Should You Be Like a Child at Work? - 2

We must be like little children. Our Lord tells us this, as we saw last time.

We Catholic men at work ought to understand and accept this teaching as it applies to our spiritual life.. (It is, after all, Our Lord Who teaches us!) But last time we suggested that we reject the insanity of relying solely on ourselves, certainly in our spiritual lives, but also in our work life - just as a little child does relies on his mother and/or father, rather than him or herself.

Is this really practically doable? Let's see if we can find some answers from Father Edward Leen:

“We all fail by being too ‘grownup’ with God. We act as adults in our dealings with God and perhaps God acts with us accordingly. If we are too preoccupied about doing things for God, God may let us go on and do them. It is not merely a question of doing things for God. A child does not really do things for its parents; rather they do things for it. As long as we are on this earth we are children. Children have to be looked after by their parents."

Okay, I get the part about children and their reliance on their parents. But what about us adults, especially us men at work?

"We are always in need of being looked after in this life. We attain adult age only when we enter into Eternity; then we reach, each one in his measure, the full stature of Jesus Christ. We must say again, then, that it is not so much a question of doing things for God, but of being dependent on God, or of doing all that we do in dependence on Him."

Being dependent on God, or doing all that we do in dependence on Him provides some insight into how being like a child, relying on God rather than ourselves might apply not only in our spiritual life, but also in our daily labors. Let's see if Father's further thoughts might help us to grasp this both in theory and practice.

“We know how a loving child takes keen delight in thinking it is doing something for its father or mother; the child is pleased and the parents are pleased. The child wants to write; the father takes the little fingers in his and guides their every movement. The child is quite as happy as if he were writing all by itself. The father is happy, too. The act is perfect when done by the child and the parent. It is the same in the supernatural life."

Yes, yes, we get the point about the spiritual life. But how do we apply this to our work? Ah, it's coming... 

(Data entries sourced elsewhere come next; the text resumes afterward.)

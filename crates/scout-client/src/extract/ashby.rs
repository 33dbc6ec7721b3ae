use chrono::{DateTime, Utc};
use serde::Deserialize;
use url::Url;

use scout_core::content::jsonld::parse_posting_date;
use scout_core::error::AppError;
use scout_core::models::RawJob;
use scout_core::traits::PageFetcher;

use super::is_platform_root;

/// Ashby boards ship their data as a `window.__appData` assignment inside
/// the board HTML rather than a JSON endpoint.
#[derive(Debug, Deserialize)]
struct AshbyAppData {
    organization: Option<AshbyOrganization>,
    #[serde(rename = "jobBoard")]
    job_board: Option<AshbyJobBoard>,
}

#[derive(Debug, Deserialize)]
struct AshbyOrganization {
    #[serde(default)]
    name: String,
}

#[derive(Debug, Deserialize)]
struct AshbyJobBoard {
    #[serde(default, rename = "jobPostings")]
    job_postings: Vec<AshbyPosting>,
}

#[derive(Debug, Deserialize)]
struct AshbyPosting {
    #[serde(default)]
    id: String,
    #[serde(default, rename = "jobId")]
    job_id: String,
    #[serde(default)]
    title: String,
    #[serde(default, rename = "locationName")]
    location_name: String,
    #[serde(default, rename = "workplaceType")]
    workplace_type: String,
    #[serde(default, rename = "employmentType")]
    employment_type: String,
    #[serde(default, rename = "publishedDate")]
    published_date: String,
    #[serde(default, rename = "updatedAt")]
    updated_at: String,
    #[serde(default, rename = "teamName")]
    team_name: String,
    #[serde(default, rename = "departmentName")]
    department_name: String,
    #[serde(default, rename = "isListed")]
    is_listed: bool,
}

#[derive(Clone)]
pub struct AshbyExtractor<F> {
    fetcher: F,
    base: String,
}

impl<F: PageFetcher> AshbyExtractor<F> {
    pub fn new(fetcher: F, base: &str) -> Self {
        Self {
            fetcher,
            base: base.to_string(),
        }
    }

    pub async fn fetch_since(&self, since: DateTime<Utc>) -> Result<Vec<RawJob>, AppError> {
        if is_platform_root(&self.base) {
            return Ok(Vec::new());
        }

        let page = self.fetcher.fetch(&self.base).await?;
        let raw = extract_app_data(&page.body)?;
        let app: AshbyAppData = serde_json::from_str(raw)
            .map_err(|e| AppError::ParseError(format!("ashby appdata decode failed: {e}")))?;

        Ok(postings_to_jobs(app, &self.base, since))
    }
}

fn postings_to_jobs(app: AshbyAppData, base: &str, since: DateTime<Utc>) -> Vec<RawJob> {
    let Some(board) = app.job_board else {
        return Vec::new();
    };

    let company = app
        .organization
        .map(|org| org.name.trim().to_string())
        .filter(|name| !name.is_empty())
        .unwrap_or_else(|| company_slug(base));

    let base_url = base.trim_end_matches('/');
    let mut seen = std::collections::HashSet::new();
    let mut jobs = Vec::new();

    for posting in board.job_postings {
        if !posting.is_listed {
            continue;
        }
        let job_id = if posting.job_id.is_empty() {
            posting.id.clone()
        } else {
            posting.job_id.clone()
        };
        if job_id.is_empty() || posting.title.is_empty() || !seen.insert(job_id.clone()) {
            continue;
        }

        let posted_at = parse_posting_date(&posting.published_date)
            .or_else(|| parse_posting_date(&posting.updated_at));
        if posted_at.is_some_and(|posted| posted < since) {
            continue;
        }

        let mut location = posting.location_name.trim().to_string();
        if !posting.workplace_type.is_empty()
            && !location
                .to_lowercase()
                .contains(&posting.workplace_type.to_lowercase())
        {
            location = if location.is_empty() {
                posting.workplace_type.clone()
            } else {
                format!("{location} ({})", posting.workplace_type)
            };
        }

        let description = [
            posting.title.as_str(),
            posting.department_name.as_str(),
            posting.team_name.as_str(),
            posting.employment_type.as_str(),
        ]
        .iter()
        .filter(|part| !part.is_empty())
        .copied()
        .collect::<Vec<_>>()
        .join(" - ");

        jobs.push(RawJob {
            url: format!("{base_url}/{job_id}"),
            title: posting.title,
            description,
            company: company.clone(),
            location,
            salary_range: None,
            posted_at,
        });
    }
    jobs
}

/// Locate the `window.__appData` assignment and slice out the first
/// balanced JSON object, tracking string and escape state so braces inside
/// string values do not end the scan early.
fn extract_app_data(body: &str) -> Result<&str, AppError> {
    let marker = "window.__appData";
    let idx = body
        .find(marker)
        .ok_or_else(|| AppError::ParseError("ashby appdata marker not found".into()))?;
    let after = &body[idx + marker.len()..];
    let start_rel = after
        .find('{')
        .ok_or_else(|| AppError::ParseError("ashby appdata json start not found".into()))?;
    let start = idx + marker.len() + start_rel;

    let bytes = body.as_bytes();
    let mut depth = 0usize;
    let mut in_string = false;
    let mut escape = false;

    for (i, &c) in bytes.iter().enumerate().skip(start) {
        if in_string {
            if escape {
                escape = false;
            } else if c == b'\\' {
                escape = true;
            } else if c == b'"' {
                in_string = false;
            }
            continue;
        }
        match c {
            b'"' => in_string = true,
            b'{' => depth += 1,
            b'}' => {
                depth -= 1;
                if depth == 0 {
                    return Ok(&body[start..=i]);
                }
            }
            _ => {}
        }
    }

    Err(AppError::ParseError(
        "ashby appdata json end not found".into(),
    ))
}

fn company_slug(base: &str) -> String {
    Url::parse(base)
        .ok()
        .map(|u| u.path().trim_matches('/').to_string())
        .filter(|slug| !slug.is_empty())
        .unwrap_or_else(|| "Ashby".to_string())
}

#[cfg(test)]
mod tests {
    use super::*;
    use chrono::Duration;
    use scout_core::testutil::MockFetcher;

    const BOARD: &str = r#"<html><head><script>
        window.__appData = {"organization": {"name": "Acme Labs"},
            "jobBoard": {"jobPostings": [
                {"id": "a1", "jobId": "j1", "title": "Go Engineer",
                 "locationName": "Berlin", "workplaceType": "Hybrid",
                 "employmentType": "FullTime", "publishedDate": "2024-05-01",
                 "teamName": "Platform", "departmentName": "Engineering",
                 "isListed": true},
                {"id": "a2", "jobId": "j1", "title": "Duplicate", "isListed": true},
                {"id": "a3", "jobId": "j3", "title": "Hidden role", "isListed": false},
                {"id": "a4", "jobId": "j4", "title": "Старая роль {brace} \" quoted",
                 "publishedDate": "2020-01-01", "isListed": true}
            ]}};
        </script></head><body></body></html>"#;

    fn since() -> DateTime<Utc> {
        DateTime::parse_from_rfc3339("2024-01-01T00:00:00+00:00")
            .unwrap()
            .with_timezone(&Utc)
    }

    #[test]
    fn extracts_balanced_appdata_json() {
        let raw = extract_app_data(BOARD).unwrap();
        assert!(raw.starts_with('{'));
        assert!(raw.ends_with('}'));
        // Braces and escaped quotes inside strings do not end the scan.
        let value: serde_json::Value = serde_json::from_str(raw).unwrap();
        assert_eq!(value["organization"]["name"], "Acme Labs");
    }

    #[test]
    fn missing_marker_is_a_parse_error() {
        let err = extract_app_data("<html></html>").unwrap_err();
        assert!(matches!(err, AppError::ParseError(_)));
    }

    #[tokio::test]
    async fn builds_jobs_from_listed_postings() {
        let fetcher = MockFetcher::new().with_page("https://jobs.ashbyhq.com/acme", BOARD);
        let extractor = AshbyExtractor::new(fetcher, "https://jobs.ashbyhq.com/acme");
        let jobs = extractor.fetch_since(since()).await.unwrap();

        // Duplicate job id, unlisted, and stale postings all drop out.
        assert_eq!(jobs.len(), 1);
        let job = &jobs[0];
        assert_eq!(job.url, "https://jobs.ashbyhq.com/acme/j1");
        assert_eq!(job.title, "Go Engineer");
        assert_eq!(job.company, "Acme Labs");
        assert_eq!(job.location, "Berlin (Hybrid)");
        assert_eq!(
            job.description,
            "Go Engineer - Engineering - Platform - FullTime"
        );
    }

    #[tokio::test]
    async fn platform_root_yields_nothing() {
        let fetcher = MockFetcher::new();
        let extractor = AshbyExtractor::new(fetcher.clone(), "https://jobs.ashbyhq.com");
        let jobs = extractor
            .fetch_since(Utc::now() - Duration::days(30))
            .await
            .unwrap();
        assert!(jobs.is_empty());
        assert!(fetcher.fetched_urls().is_empty());
    }

    #[test]
    fn company_falls_back_to_the_url_slug() {
        assert_eq!(company_slug("https://jobs.ashbyhq.com/acme"), "acme");
        assert_eq!(company_slug("https://jobs.ashbyhq.com/"), "Ashby");
    }
}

"To do things fully for God is to do things with God; God helping us in each activity, helping us to teach, to sweep, to cook, and guiding our activity in the thousand-and-one details which fill the framework of His Will for us. The moment we stand apart from God, the moment we are pleased to exercise our own powers, the result is disaster as far as spiritual values are concerned. To human senses and reason the result may look fair enough, but supernaturally it is a hideous smudge, or a hopeless scrawl…”

So there it is: "God helping us in each activity, helping us to teach, to sweep, to cook, and guiding our activity in the thousand-and-one details which fill the framework of His Will for us."

And if somehow we dismiss this advice and continue relying on ourselves, heed this warning: "the moment we are pleased to exercise our own powers, the result is disaster as far as spiritual values are concerned. To human senses and reason the result may look fair enough, but supernaturally it is a hideous smudge, or a hopeless scrawl..."

Let that sink in - a hideous smudge, a hopeless scrawl. No matter how "successful" we may be in our chosen occupation, now matter how well compensated, no matter how satisfying we find our work, without God it's nothing more than a hideous smudge, a hopeless scrawl. 

With that, Father Leen takes us back to Our Lord, and ends his lesson with a reference to Our Lord's Nativity, when He Himself became a child for us. Can we not become a child for Him? 

”Unless you be converted and become as little children, you shall not enter into the Kingdom of Heaven.” This is the lesson of the Spiritual Childhood we find so hard to learn. It is the grace of Christmastide. God became a Child to teach us that we must be towards Him as little children..."

And lest we find ourselves awkward in our attempts at become that little child, we are reminded finally,

"God has given us His own Mother to teach and help us to be converted and become as little children.”

Men, we can go to Our Lady and beg for her assistance. Dear Mother, help us to to become little children for Jesus, as He became a little child for us.